>>

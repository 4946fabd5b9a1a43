use std::{net::Ipv4Addr, time::Duration};

use trafgen_sim::{NodeStatus, Record, Simulation};
use trafgen_source::{
    supplier::{Constant, Exponential, Uniform},
    Address, Direction, SimTime, TrafGenOptions,
};

fn addr(last: u8) -> Address {
    Address::Ipv4(Ipv4Addr::new(10, 0, 0, last))
}

fn sink() -> TrafGenOptions {
    TrafGenOptions::default().packet_limit(0)
}

/// Three sources sending to each other with random sizes, intervals and destinations.
fn mesh(seed: u64) -> Simulation {
    let mut sim = Simulation::new().with_latency(Duration::from_micros(250));

    for i in 0..3u8 {
        let destinations = (0..3u8)
            .filter(|j| *j != i)
            .map(|j| format!("host[{j}]"))
            .collect::<Vec<_>>()
            .join(" ");

        sim.add_node(
            format!("host[{i}]"),
            addr(i + 1),
            TrafGenOptions::default()
                .packet_limit(50)
                .payload_len(Uniform::new_inclusive(1usize, 1500, seed + u64::from(i)))
                .send_interval(Exponential::new(Duration::from_millis(20), seed + 10))
                .destinations(destinations)
                .seed(seed + u64::from(i)),
        )
        .unwrap();
    }

    sim
}

#[test]
fn units_reach_their_destination() {
    let _ = tracing_subscriber::fmt::try_init();

    let mut sim = mesh(42);
    sim.run_until(SimTime::from_secs(60));

    let mut bytes_tx = 0;
    let mut bytes_rx = 0;
    for node in 0..3 {
        let stats = *sim.source(node).unwrap().stats();
        assert_eq!(stats.sent(), 50);
        bytes_tx += stats.bytes_tx();
        bytes_rx += stats.bytes_rx();
    }

    let received = (0..3).map(|node| sim.source(node).unwrap().received()).sum::<u64>();
    assert_eq!(received, 150);
    assert_eq!(bytes_tx, bytes_rx);

    // Every received unit was sent to the node that got it, and never to its sender.
    for record in sim.records().iter().filter(|r| r.direction == Direction::Received) {
        assert_eq!(record.destination, addr(record.node as u8 + 1));
    }
    for record in sim.records().iter().filter(|r| r.direction == Direction::Sent) {
        assert_ne!(record.destination, addr(record.node as u8 + 1));
    }

    assert_eq!(sim.stats().units_dropped, 0);
    assert!(sim.errors().is_empty());
}

#[test]
fn runs_are_reproducible() {
    let run = |seed| {
        let mut sim = mesh(seed);
        sim.run_until(SimTime::from_secs(60));
        sim.records().to_vec()
    };

    let first: Vec<Record> = run(7);
    assert_eq!(first, run(7));
    assert_ne!(first, run(8));
}

#[test]
fn sequence_numbers_count_emissions() {
    let mut sim = Simulation::new();
    let source = sim
        .add_node(
            "source",
            addr(1),
            TrafGenOptions::default().packet_limit(5).destinations("10.0.0.9"),
        )
        .unwrap();

    sim.run_until(SimTime::from_secs(2));

    let seqs = sim
        .records()
        .iter()
        .filter(|r| r.node == source)
        .map(|r| r.seq)
        .collect::<Vec<_>>();
    assert_eq!(seqs, vec![0, 1, 2, 3, 4]);
}

#[test]
fn late_names_are_picked_up_by_the_next_window() {
    let _ = tracing_subscriber::fmt::try_init();

    let mut sim = Simulation::new();
    let source = sim
        .add_node(
            "source",
            addr(1),
            TrafGenOptions::default()
                .start_time(SimTime::from_secs(1))
                .send_interval(Constant(Duration::from_secs(1)))
                .destinations("sink"),
        )
        .unwrap();

    // Nothing named "sink" yet: the window starts with no destinations.
    sim.run_until(SimTime::from_millis(3500));
    assert_eq!(sim.source(source).unwrap().sent(), 0);
    assert!(sim.source(source).unwrap().destinations().is_empty());
    assert_eq!(sim.pending_timers(source), 1);

    let sink = sim.add_node("sink", addr(2), sink()).unwrap();

    // Still the same window, so the new name is not resolved yet.
    sim.run_until(SimTime::from_millis(4500));
    assert_eq!(sim.source(source).unwrap().sent(), 0);

    sim.schedule_status(source, SimTime::from_secs(5), NodeStatus::Down).unwrap();
    sim.schedule_status(source, SimTime::from_secs(6), NodeStatus::Up).unwrap();
    sim.run_until(SimTime::from_millis(8500));

    // New window at 6 resolves "sink": sends at 6, 7 and 8.
    assert_eq!(sim.source(source).unwrap().destinations(), &[addr(2)]);
    assert_eq!(sim.source(source).unwrap().sent(), 3);
    assert_eq!(sim.source(sink).unwrap().received(), 3);
}

#[test]
fn mixed_destination_list_skips_unknown_names() {
    let mut sim = Simulation::new();
    let sink = sim.add_node("sink", addr(2), sink()).unwrap();
    let source = sim
        .add_node(
            "source",
            addr(1),
            TrafGenOptions::default().packet_limit(20).destinations("nowhere, sink  also-nowhere"),
        )
        .unwrap();

    sim.run_until(SimTime::from_secs(2));

    assert_eq!(sim.source(source).unwrap().destinations(), &[addr(2)]);
    assert_eq!(sim.source(sink).unwrap().received(), 20);
}

#[test]
fn hardware_destinations_are_routed() {
    let mac: Address = "0A:AA:00:00:00:02".parse().unwrap();

    let mut sim = Simulation::new();
    let sink = sim.add_node("sink", mac, sink()).unwrap();
    sim.add_node(
        "source",
        addr(1),
        TrafGenOptions::default().packet_limit(3).destinations("0a-aa-00-00-00-02"),
    )
    .unwrap();

    sim.run_until(SimTime::from_secs(2));

    assert_eq!(sim.source(sink).unwrap().received(), 3);
    assert_eq!(sim.malformed(sink), 0);
}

<<

_Task to complete_
Every line above is to be transcribed exactly, with nothing dropped.

_Solution for this exercise_
repository 4946fabd5b9a1a43
use std::{net::Ipv4Addr, time::Duration};

use trafgen_sim::{NodeStatus, Record, Simulation};
use trafgen_source::{
    supplier::{Constant, Exponential, Uniform},
    Address, Direction, SimTime, TrafGenOptions,
};

fn addr(last: u8) -> Address {
    Address::Ipv4(Ipv4Addr::new(10, 0, 0, last))
}

fn sink() -> TrafGenOptions {
    TrafGenOptions::default().packet_limit(0)
}

/// Three sources sending to each other with random sizes, intervals and destinations.
fn mesh(seed: u64) -> Simulation {
    let mut sim = Simulation::new().with_latency(Duration::from_micros(250));

    for i in 0..3u8 {
        let destinations = (0..3u8)
            .filter(|j| *j != i)
            .map(|j| format!("host[{j}]"))
            .collect::<Vec<_>>()
            .join(" ");

        sim.add_node(
            format!("host[{i}]"),
            addr(i + 1),
            TrafGenOptions::default()
                .packet_limit(50)
                .payload_len(Uniform::new_inclusive(1usize, 1500, seed + u64::from(i)))
                .send_interval(Exponential::new(Duration::from_millis(20), seed + 10))
                .destinations(destinations)
                .seed(seed + u64::from(i)),
        )
        .unwrap();
    }

    sim
}

#[test]
fn units_reach_their_destination() {
    let _ = tracing_subscriber::fmt::try_init();

    let mut sim = mesh(42);
    sim.run_until(SimTime::from_secs(60));

    let mut bytes_tx = 0;
    let mut bytes_rx = 0;
    for node in 0..3 {
        let stats = *sim.source(node).unwrap().stats();
        assert_eq!(stats.sent(), 50);
        bytes_tx += stats.bytes_tx();
        bytes_rx += stats.bytes_rx();
    }

    let received = (0..3).map(|node| sim.source(node).unwrap().received()).sum::<u64>();
    assert_eq!(received, 150);
    assert_eq!(bytes_tx, bytes_rx);

    // Every received unit was sent to the node that got it, and never to its sender.
    for record in sim.records().iter().filter(|r| r.direction == Direction::Received) {
        assert_eq!(record.destination, addr(record.node as u8 + 1));
    }
    for record in sim.records().iter().filter(|r| r.direction == Direction::Sent) {
        assert_ne!(record.destination, addr(record.node as u8 + 1));
    }

    assert_eq!(sim.stats().units_dropped, 0);
    assert!(sim.errors().is_empty());
}

#[test]
fn runs_are_reproducible() {
    let run = |seed| {
        let mut sim = mesh(seed);
        sim.run_until(SimTime::from_secs(60));
        sim.records().to_vec()
    };

    let first: Vec<Record> = run(7);
    assert_eq!(first, run(7));
    assert_ne!(first, run(8));
}

#[test]
fn sequence_numbers_count_emissions() {
    let mut sim = Simulation::new();
    let source = sim
        .add_node(
            "source",
            addr(1),
            TrafGenOptions::default().packet_limit(5).destinations("10.0.0.9"),
        )
        .unwrap();

    sim.run_until(SimTime::from_secs(2));

    let seqs = sim
        .records()
        .iter()
        .filter(|r| r.node == source)
        .map(|r| r.seq)
        .collect::<Vec<_>>();
    assert_eq!(seqs, vec![0, 1, 2, 3, 4]);
}

#[test]
fn late_names_are_picked_up_by_the_next_window() {
    let _ = tracing_subscriber::fmt::try_init();

    let mut sim = Simulation::new();
    let source = sim
        .add_node(
            "source",
            addr(1),
            TrafGenOptions::default()
                .start_time(SimTime::from_secs(1))
                .send_interval(Constant(Duration::from_secs(1)))
                .destinations("sink"),
        )
        .unwrap();

    // Nothing named "sink" yet: the window starts with no destinations.
    sim.run_until(SimTime::from_millis(3500));
    assert_eq!(sim.source(source).unwrap().sent(), 0);
    assert!(sim.source(source).unwrap().destinations().is_empty());
    assert_eq!(sim.pending_timers(source), 1);

    let sink = sim.add_node("sink", addr(2), sink()).unwrap();

    // Still the same window, so the new name is not resolved yet.
    sim.run_until(SimTime::from_millis(4500));
    assert_eq!(sim.source(source).unwrap().sent(), 0);

    sim.schedule_status(source, SimTime::from_secs(5), NodeStatus::Down).unwrap();
    sim.schedule_status(source, SimTime::from_secs(6), NodeStatus::Up).unwrap();
    sim.run_until(SimTime::from_millis(8500));

    // New window at 6 resolves "sink": sends at 6, 7 and 8.
    assert_eq!(sim.source(source).unwrap().destinations(), &[addr(2)]);
    assert_eq!(sim.source(source).unwrap().sent(), 3);
    assert_eq!(sim.source(sink).unwrap().received(), 3);
}

#[test]
fn mixed_destination_list_skips_unknown_names() {
    let mut sim = Simulation::new();
    let sink = sim.add_node("sink", addr(2), sink()).unwrap();
    let source = sim
        .add_node(
            "source",
            addr(1),
            TrafGenOptions::default().packet_limit(20).destinations("nowhere, sink  also-nowhere"),
        )
        .unwrap();

    sim.run_until(SimTime::from_secs(2));

    assert_eq!(sim.source(source).unwrap().destinations(), &[addr(2)]);
    assert_eq!(sim.source(sink).unwrap().received(), 20);
}

#[test]
fn hardware_destinations_are_routed() {
    let mac: Address = "0A:AA:00:00:00:02".parse().unwrap();

    let mut sim = Simulation::new();
    let sink = sim.add_node("sink", mac, sink()).unwrap();
    sim.add_node(
        "source",
        addr(1),
        TrafGenOptions::default().packet_limit(3).destinations("0a-aa-00-00-00-02"),
    )
    .unwrap();

    sim.run_until(SimTime::from_secs(2));

    assert_eq!(sim.source(sink).unwrap().received(), 3);
    assert_eq!(sim.malformed(sink), 0);
}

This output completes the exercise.